◆ What you have to do: Please print the records below word for word.

◆ Data shown:

========

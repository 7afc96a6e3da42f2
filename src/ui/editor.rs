use crate::models::Studio;
use crate::ui::layout::{calculate_editor_chunks, centered_rect};
use crate::utils::truncate;
use ratatui::{
    Frame,
    layout::Alignment,
    style::{Color, Modifier, Style},
    text::{Line, Span, Text},
    widgets::{Block, Borders, Clear, Paragraph, Wrap},
};

fn row_line<'a>(label: &'a str, value: String, selected: bool) -> Line<'a> {
    let style = if selected {
        Style::default()
            .fg(Color::Yellow)
            .add_modifier(Modifier::BOLD)
    } else {
        Style::default()
    };
    let marker = if selected { "> " } else { "  " };
    Line::from(Span::styled(format!("{marker}{label:14} {value}"), style))
}

pub fn draw_editor(f: &mut Frame, studio: &Studio) {
    let layout = calculate_editor_chunks(f.area());

    let counts = studio.difficulty_counts();
    let header_line = Line::from(vec![
        Span::styled(
            format!(
                "Question {} / {}   ",
                studio.selected_record + 1,
                studio.records.len()
            ),
            Style::default()
                .fg(Color::Cyan)
                .add_modifier(Modifier::BOLD),
        ),
        Span::styled(
            format!("Easy: {}  ", counts.easy),
            Style::default()
                .fg(Color::Green)
                .add_modifier(Modifier::BOLD),
        ),
        Span::styled(
            format!("Medium: {}  ", counts.medium),
            Style::default()
                .fg(Color::Yellow)
                .add_modifier(Modifier::BOLD),
        ),
        Span::styled(
            format!("Hard: {}", counts.hard),
            Style::default().fg(Color::Red).add_modifier(Modifier::BOLD),
        ),
    ]);
    let header = Paragraph::new(header_line)
        .alignment(Alignment::Center)
        .block(Block::default().borders(Borders::ALL));
    f.render_widget(header, layout.header_area);

    let mut body = Text::default();
    if let Some(record) = studio.records.get(studio.selected_record) {
        let width = layout.record_area.width.saturating_sub(20) as usize;
        body.push_line(row_line(
            "Question",
            truncate(&record.question_text, width),
            studio.selected_row == 0,
        ));
        body.push_line(row_line(
            "Code",
            truncate(&record.code_data.replace('\n', " "), width),
            studio.selected_row == 1,
        ));
        body.push_line(row_line(
            "Explanation",
            truncate(&record.answer_explanation_content, width),
            studio.selected_row == 2,
        ));
        body.push_line(row_line(
            "Difficulty",
            record.difficulty_level.tag().to_string(),
            studio.selected_row == 3,
        ));
        body.push_line(Line::from(""));
        body.push_line(Line::from(Span::styled(
            "  Options:",
            Style::default().add_modifier(Modifier::BOLD),
        )));
        for (i, option) in record.options.iter().enumerate() {
            let selected = studio.selected_row == 4 + i;
            let marker = if selected { "> " } else { "  " };
            let correctness_style = if option.correctness.is_correct() {
                Style::default().fg(Color::Green)
            } else {
                Style::default().fg(Color::Red)
            };
            let text_style = if selected {
                Style::default()
                    .fg(Color::Yellow)
                    .add_modifier(Modifier::BOLD)
            } else {
                Style::default()
            };
            body.push_line(Line::from(vec![
                Span::styled(format!("{marker}[{}] ", option.correctness.label()), correctness_style),
                Span::styled(truncate(&option.text, width), text_style),
            ]));
        }

        if studio.editing {
            body.push_line(Line::from(""));
            body.push_line(Line::from(vec![
                Span::styled(
                    "Editing: ",
                    Style::default()
                        .fg(Color::Cyan)
                        .add_modifier(Modifier::BOLD),
                ),
                Span::from(studio.edit_buffer.as_str()),
            ]));
        }
    } else {
        body.push_line(Line::from("No questions yet - generate some from the form."));
    }

    let record_view = Paragraph::new(body)
        .wrap(Wrap { trim: false })
        .block(Block::default().borders(Borders::ALL).title("Edit Question"));
    f.render_widget(record_view, layout.record_area);

    if let Some(status) = &studio.status {
        let status_line = Paragraph::new(status.as_str()).style(Style::default().fg(Color::Red));
        f.render_widget(status_line, layout.status_area);
    }

    let help = Paragraph::new(vec![Line::from(vec![
        Span::styled("←/→", Style::default().fg(Color::Cyan)),
        Span::from(" Question  "),
        Span::styled("↑/↓", Style::default().fg(Color::Cyan)),
        Span::from(" Field  "),
        Span::styled("Enter", Style::default().fg(Color::Cyan)),
        Span::from(" Edit  "),
        Span::styled("t", Style::default().fg(Color::Cyan)),
        Span::from(" Toggle  "),
        Span::styled("Space", Style::default().fg(Color::Cyan)),
        Span::from(" Difficulty  "),
        Span::styled("d", Style::default().fg(Color::Cyan)),
        Span::from(" Delete  "),
        Span::styled("c", Style::default().fg(Color::Cyan)),
        Span::from(" Clear  "),
        Span::styled("^D", Style::default().fg(Color::Cyan)),
        Span::from(" Export  "),
        Span::styled("Tab", Style::default().fg(Color::Cyan)),
        Span::from(" Form"),
    ])])
    .alignment(Alignment::Center)
    .block(Block::default().borders(Borders::ALL));
    f.render_widget(help, layout.help_area);
}

pub fn draw_clear_confirmation(f: &mut Frame, count: usize) {
    let popup = centered_rect(44, 5, f.area());
    f.render_widget(Clear, popup);
    let dialog = Paragraph::new(vec![
        Line::from(format!("Delete all {count} questions?")),
        Line::from(""),
        Line::from(vec![
            Span::styled("y", Style::default().fg(Color::Red)),
            Span::from(" clear   "),
            Span::styled("n", Style::default().fg(Color::Green)),
            Span::from(" keep"),
        ]),
    ])
    .alignment(Alignment::Center)
    .block(
        Block::default()
            .borders(Borders::ALL)
            .title("Clear Questions")
            .style(Style::default().fg(Color::Yellow)),
    );
    f.render_widget(dialog, popup);
}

========

◆ Output for this task:
repository 7afc96a6e3da42f2
filename src/ui/editor.rs
use crate::models::Studio;
use crate::ui::layout::{calculate_editor_chunks, centered_rect};
use crate::utils::truncate;
use ratatui::{
    Frame,
    layout::Alignment,
    style::{Color, Modifier, Style},
    text::{Line, Span, Text},
    widgets::{Block, Borders, Clear, Paragraph, Wrap},
};

fn row_line<'a>(label: &'a str, value: String, selected: bool) -> Line<'a> {
    let style = if selected {
        Style::default()
            .fg(Color::Yellow)
            .add_modifier(Modifier::BOLD)
    } else {
        Style::default()
    };
    let marker = if selected { "> " } else { "  " };
    Line::from(Span::styled(format!("{marker}{label:14} {value}"), style))
}

pub fn draw_editor(f: &mut Frame, studio: &Studio) {
    let layout = calculate_editor_chunks(f.area());

    let counts = studio.difficulty_counts();
    let header_line = Line::from(vec![
        Span::styled(
            format!(
                "Question {} / {}   ",
                studio.selected_record + 1,
                studio.records.len()
            ),
            Style::default()
                .fg(Color::Cyan)
                .add_modifier(Modifier::BOLD),
        ),
        Span::styled(
            format!("Easy: {}  ", counts.easy),
            Style::default()
                .fg(Color::Green)
                .add_modifier(Modifier::BOLD),
        ),
        Span::styled(
            format!("Medium: {}  ", counts.medium),
            Style::default()
                .fg(Color::Yellow)
                .add_modifier(Modifier::BOLD),
        ),
        Span::styled(
            format!("Hard: {}", counts.hard),
            Style::default().fg(Color::Red).add_modifier(Modifier::BOLD),
        ),
    ]);
    let header = Paragraph::new(header_line)
        .alignment(Alignment::Center)
        .block(Block::default().borders(Borders::ALL));
    f.render_widget(header, layout.header_area);

    let mut body = Text::default();
    if let Some(record) = studio.records.get(studio.selected_record) {
        let width = layout.record_area.width.saturating_sub(20) as usize;
        body.push_line(row_line(
            "Question",
            truncate(&record.question_text, width),
            studio.selected_row == 0,
        ));
        body.push_line(row_line(
            "Code",
            truncate(&record.code_data.replace('\n', " "), width),
            studio.selected_row == 1,
        ));
        body.push_line(row_line(
            "Explanation",
            truncate(&record.answer_explanation_content, width),
            studio.selected_row == 2,
        ));
        body.push_line(row_line(
            "Difficulty",
            record.difficulty_level.tag().to_string(),
            studio.selected_row == 3,
        ));
        body.push_line(Line::from(""));
        body.push_line(Line::from(Span::styled(
            "  Options:",
            Style::default().add_modifier(Modifier::BOLD),
        )));
        for (i, option) in record.options.iter().enumerate() {
            let selected = studio.selected_row == 4 + i;
            let marker = if selected { "> " } else { "  " };
            let correctness_style = if option.correctness.is_correct() {
                Style::default().fg(Color::Green)
            } else {
                Style::default().fg(Color::Red)
            };
            let text_style = if selected {
                Style::default()
                    .fg(Color::Yellow)
                    .add_modifier(Modifier::BOLD)
            } else {
                Style::default()
            };
            body.push_line(Line::from(vec![
                Span::styled(format!("{marker}[{}] ", option.correctness.label()), correctness_style),
                Span::styled(truncate(&option.text, width), text_style),
            ]));
        }

        if studio.editing {
            body.push_line(Line::from(""));
            body.push_line(Line::from(vec![
                Span::styled(
                    "Editing: ",
                    Style::default()
                        .fg(Color::Cyan)
                        .add_modifier(Modifier::BOLD),
                ),
                Span::from(studio.edit_buffer.as_str()),
            ]));
        }
    } else {
        body.push_line(Line::from("No questions yet - generate some from the form."));
    }

    let record_view = Paragraph::new(body)
        .wrap(Wrap { trim: false })
        .block(Block::default().borders(Borders::ALL).title("Edit Question"));
    f.render_widget(record_view, layout.record_area);

    if let Some(status) = &studio.status {
        let status_line = Paragraph::new(status.as_str()).style(Style::default().fg(Color::Red));
        f.render_widget(status_line, layout.status_area);
    }

    let help = Paragraph::new(vec![Line::from(vec![
        Span::styled("←/→", Style::default().fg(Color::Cyan)),
        Span::from(" Question  "),
        Span::styled("↑/↓", Style::default().fg(Color::Cyan)),
        Span::from(" Field  "),
        Span::styled("Enter", Style::default().fg(Color::Cyan)),
        Span::from(" Edit  "),
        Span::styled("t", Style::default().fg(Color::Cyan)),
        Span::from(" Toggle  "),
        Span::styled("Space", Style::default().fg(Color::Cyan)),
        Span::from(" Difficulty  "),
        Span::styled("d", Style::default().fg(Color::Cyan)),
        Span::from(" Delete  "),
        Span::styled("c", Style::default().fg(Color::Cyan)),
        Span::from(" Clear  "),
        Span::styled("^D", Style::default().fg(Color::Cyan)),
        Span::from(" Export  "),
        Span::styled("Tab", Style::default().fg(Color::Cyan)),
        Span::from(" Form"),
    ])])
    .alignment(Alignment::Center)
    .block(Block::default().borders(Borders::ALL));
    f.render_widget(help, layout.help_area);
}

pub fn draw_clear_confirmation(f: &mut Frame, count: usize) {
    let popup = centered_rect(44, 5, f.area());
    f.render_widget(Clear, popup);
    let dialog = Paragraph::new(vec![
        Line::from(format!("Delete all {count} questions?")),
        Line::from(""),
        Line::from(vec![
            Span::styled("y", Style::default().fg(Color::Red)),
            Span::from(" clear   "),
            Span::styled("n", Style::default().fg(Color::Green)),
            Span::from(" keep"),
        ]),
    ])
    .alignment(Alignment::Center)
    .block(
        Block::default()
            .borders(Borders::ALL)
            .title("Clear Questions")
            .style(Style::default().fg(Color::Yellow)),
    );
    f.render_widget(dialog, popup);
}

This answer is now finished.